Hace dos semanas entrevisté en un webinar que organizó la AMSO-PSOE a José Antonio Llosa (doctor en Psicología por la Universidad de Oviedo/Uviéu y miembro del WorkForAll Project, grupo de investigación que analiza el impacto sobre la salud mental de situaciones de precariedad laboral, pobreza y vulnerabilidad). Charlamos durante dos horas sobre la situación de la juventud, que según los estudios es el rango de población que peor está pasando esta actual crisis. Fue un diálogo interesante, donde yo saqué muchas conclusiones. Por ejemplo, es curioso que se tache a los jóvenes como los más irresponsables por asistir a fiestas ilegales (mal hecho, muy mal hecho por esas personas), pero en cambio poco o nada se habla de la inestabilidad y la precariedad laboral, de los problemas para emancipación, de la dificultad de una autonomía económica sin el apoyo familiar, de tener pocas expectativas de mejorar su situación a corto plazo, etcétera.

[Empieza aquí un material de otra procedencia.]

//! Reporting routes: statistics, merged blocks, CSV export

use std::sync::Arc;

use axum::extract::{Query, State};
use axum::http::header;
use axum::response::{IntoResponse, Response};
use axum::Json;
use chrono::Local;
use serde::{Deserialize, Serialize};
use zeitlog_core::{EntryRepository, TargetComparison};
use zeitlog_domain::{resolve_range, MergedBlock, Period, PeriodStats, ZeitlogError};
use zeitlog_infra::export::csv::{write_blocks, write_entries};

use super::error::ApiResult;
use crate::context::AppContext;
use crate::utils::logging::run_logged;

/// Common report filter. `from`/`to` only apply to `period=custom`.
#[derive(Debug, Clone, Deserialize)]
pub struct ReportQuery {
    #[serde(default = "default_period")]
    pub period: Period,
    pub from: Option<String>,
    pub to: Option<String>,
    pub project: Option<String>,
    /// Export merged blocks instead of raw entries.
    #[serde(default)]
    pub merged: bool,
}

fn default_period() -> Period {
    Period::Week
}

/// Period statistics plus the comparison against the configured target.
#[derive(Debug, Serialize)]
pub struct StatsResponse {
    #[serde(flatten)]
    pub stats: PeriodStats,
    pub target: TargetComparison,
}

pub async fn stats(
    State(ctx): State<Arc<AppContext>>,
    Query(query): Query<ReportQuery>,
) -> ApiResult<Json<StatsResponse>> {
    let today = Local::now().date_naive();
    let stats = run_logged(
        "reports::stats",
        ctx.reports.stats(
            query.period,
            today,
            query.from.as_deref(),
            query.to.as_deref(),
            query.project.as_deref(),
        ),
    )
    .await?;
    let target = ctx.reports.target_comparison(&stats);
    Ok(Json(StatsResponse { stats, target }))
}

pub async fn blocks(
    State(ctx): State<Arc<AppContext>>,
    Query(query): Query<ReportQuery>,
) -> ApiResult<Json<Vec<MergedBlock>>> {
    let today = Local::now().date_naive();
    let blocks = run_logged(
        "reports::blocks",
        ctx.reports.merged_blocks(query.period, today, query.from.as_deref(), query.to.as_deref()),
    )
    .await?;
    Ok(Json(blocks))
}

/// Render the filtered period as a semicolon-separated CSV download.
pub async fn export_csv(
    State(ctx): State<Arc<AppContext>>,
    Query(query): Query<ReportQuery>,
) -> ApiResult<Response> {
    let today = Local::now().date_naive();

    let body = run_logged("reports::export_csv", async {
        let mut out = Vec::new();
        if query.merged {
            let blocks = ctx
                .reports
                .merged_blocks(query.period, today, query.from.as_deref(), query.to.as_deref())
                .await?;
            write_blocks(&mut out, &blocks)?;
        } else {
            let range =
                resolve_range(query.period, today, query.from.as_deref(), query.to.as_deref());
            let mut entries = ctx.entry_repository.find_in_range(&range).await?;
            if let Some(project) = &query.project {
                entries.retain(|e| &e.project == project);
            }
            write_entries(&mut out, &entries)?;
        }
        String::from_utf8(out)
            .map_err(|err| ZeitlogError::Internal(format!("csv is not valid utf-8: {err}")))
    })
    .await?;

    let filename = format!("Zeiterfassung_{}.csv", today.format("%Y-%m-%d"));
    Ok((
        [
            (header::CONTENT_TYPE, "text/csv; charset=utf-8".to_string()),
            (header::CONTENT_DISPOSITION, format!("attachment; filename=\"{filename}\"")),
        ],
        body,
    )
        .into_response())
}
//! Alarm service - the periodic expired-timer sweep

use std::sync::Arc;

use serde::{Deserialize, Serialize};
use tracing::{info, warn};
use zeitlog_domain::{Notification, Result};

use super::ports::{DeliveryOutcome, PushNotifier, PushTokenRepository};
use crate::timer::ports::TimerRepository;

/// Outcome of one sweep run.
#[derive(Debug, Clone, Copy, Default, PartialEq, Eq, Serialize, Deserialize)]
pub struct AlarmSweep {
    /// Timers whose alarm instant had passed.
    pub expired: usize,
    /// Notifications accepted by the delivery service.
    pub delivered: usize,
    /// Dead tokens removed from the registry.
    pub pruned: usize,
    /// Deliveries that failed transiently and were left alone.
    pub failed: usize,
}

/// Periodic sweep over the durable timer record.
///
/// The timer is marked notified before any delivery attempt, so a crash
/// mid-fan-out can only lose notifications, never duplicate them. Token
/// outcomes are independent; one failing device does not block the rest.
pub struct AlarmService {
    timers: Arc<dyn TimerRepository>,
    tokens: Arc<dyn PushTokenRepository>,
    notifier: Arc<dyn PushNotifier>,
}

impl AlarmService {
    pub fn new(
        timers: Arc<dyn TimerRepository>,
        tokens: Arc<dyn PushTokenRepository>,
        notifier: Arc<dyn PushNotifier>,
    ) -> Self {
        Self { timers, tokens, notifier }
    }

    pub async fn check_expired(&self, now_ts: i64) -> Result<AlarmSweep> {
        let mut sweep = AlarmSweep::default();

        let Some(timer) = self.timers.find_expired(now_ts).await? else {
            return Ok(sweep);
        };
        sweep.expired = 1;
        self.timers.mark_notified(now_ts).await?;

        let notification = Notification {
            title: "Zeit abgelaufen!".to_string(),
            body: if timer.project.is_empty() {
                "Dein Timer ist abgelaufen.".to_string()
            } else {
                format!("Timer für {} ist abgelaufen.", timer.project)
            },
            tag: "timer-alarm".to_string(),
        };

        for token in self.tokens.list().await? {
            match self.notifier.send(&token, &notification).await {
                Ok(DeliveryOutcome::Delivered) => sweep.delivered += 1,
                Ok(DeliveryOutcome::InvalidToken) => {
                    self.tokens.remove(&token).await?;
                    sweep.pruned += 1;
                }
                Err(err) => {
                    warn!(error = %err, "push delivery failed");
                    sweep.failed += 1;
                }
            }
        }

        info!(
            delivered = sweep.delivered,
            pruned = sweep.pruned,
            failed = sweep.failed,
            "alarm sweep fired"
        );
        Ok(sweep)
    }
}
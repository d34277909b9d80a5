//! Task service - to-do lifecycle and due-date bucketing

use std::sync::Arc;

use chrono::{NaiveDate, Utc};
use serde::{Deserialize, Serialize};
use tracing::info;
use uuid::Uuid;
use zeitlog_domain::{Result, Task, TaskBucket, TaskPriority, TaskStatus, ZeitlogError};

use super::ports::TaskRepository;

/// Caller-supplied fields for creating or editing a task.
#[derive(Debug, Clone, Serialize, Deserialize)]
pub struct NewTask {
    pub title: String,
    #[serde(default)]
    pub due_date: Option<String>,
    #[serde(default = "default_priority")]
    pub priority: TaskPriority,
    #[serde(default)]
    pub notes: String,
}

fn default_priority() -> TaskPriority {
    TaskPriority::Medium
}

pub struct TaskService {
    repository: Arc<dyn TaskRepository>,
}

impl TaskService {
    pub fn new(repository: Arc<dyn TaskRepository>) -> Self {
        Self { repository }
    }

    pub async fn create(&self, new: NewTask) -> Result<Task> {
        let new = validate(new)?;
        let task = Task {
            id: Uuid::now_v7().to_string(),
            title: new.title,
            due_date: new.due_date,
            priority: new.priority,
            notes: new.notes,
            status: TaskStatus::Open,
            created_at: Utc::now().timestamp(),
        };
        self.repository.insert(task.clone()).await?;
        info!(task_id = %task.id, "task created");
        Ok(task)
    }

    pub async fn update(&self, id: &str, new: NewTask) -> Result<Task> {
        let existing = self.get(id).await?;
        let new = validate(new)?;
        let task = Task {
            id: existing.id,
            title: new.title,
            due_date: new.due_date,
            priority: new.priority,
            notes: new.notes,
            status: existing.status,
            created_at: existing.created_at,
        };
        self.repository.update(task.clone()).await?;
        Ok(task)
    }

    pub async fn delete(&self, id: &str) -> Result<()> {
        self.get(id).await?;
        self.repository.delete(id).await?;
        info!(task_id = %id, "task deleted");
        Ok(())
    }

    /// Flip a task between open and done.
    pub async fn toggle(&self, id: &str) -> Result<Task> {
        let mut task = self.get(id).await?;
        task.status = match task.status {
            TaskStatus::Open => TaskStatus::Done,
            TaskStatus::Done => TaskStatus::Open,
        };
        self.repository.set_status(id, task.status).await?;
        Ok(task)
    }

    pub async fn list(&self) -> Result<Vec<Task>> {
        self.repository.list().await
    }

    pub async fn get(&self, id: &str) -> Result<Task> {
        self.repository
            .get(id)
            .await?
            .ok_or_else(|| ZeitlogError::NotFound(format!("task {id}")))
    }
}

/// Classify a task against the current date for rendering.
///
/// Done tasks are always Completed. Open tasks without a due date are
/// Upcoming. Dates compare lexically, same as the entry range filters.
pub fn bucket_of(task: &Task, today: &str) -> TaskBucket {
    if task.status == TaskStatus::Done {
        return TaskBucket::Completed;
    }
    match task.due_date.as_deref() {
        Some(due) if due < today => TaskBucket::Overdue,
        Some(due) if due == today => TaskBucket::DueToday,
        _ => TaskBucket::Upcoming,
    }
}

fn validate(mut new: NewTask) -> Result<NewTask> {
    new.title = new.title.trim().to_string();
    if new.title.is_empty() {
        return Err(ZeitlogError::InvalidInput("task title is required".to_string()));
    }
    if let Some(due) = &new.due_date {
        if NaiveDate::parse_from_str(due, "%Y-%m-%d").is_err() {
            return Err(ZeitlogError::InvalidInput(format!("invalid due date '{due}'")));
        }
    }
    Ok(new)
}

Todo eso, siendo a priori la generación mejor preparada de la historia, es tremendamente decepcionante si vamos camino de ser una generación perdida, porque no puede ser que cualquier proyecto de vida que quiera hoy empezar un joven sea poco menos que una quimera (lo reconoció así el Presidente del Gobierno, Pedro Sánchez, el pasado miércoles en el estrado del Congreso). Cuidemos de nuestros mayores, por supuesto, porque lo dieron todo y se merecen un retiro digno, y cuidemos bien de nuestras madres y padres porque nos han dado todo lo mejor que pudieron por nuestra felicidad. Pero cuidado, porque la salud mental está haciendo mella a marchas forzadas entre la juventud, y si no actuamos a tiempo, los pronósticos que apuntan a que será la próxima pandemia podrían cumplirse.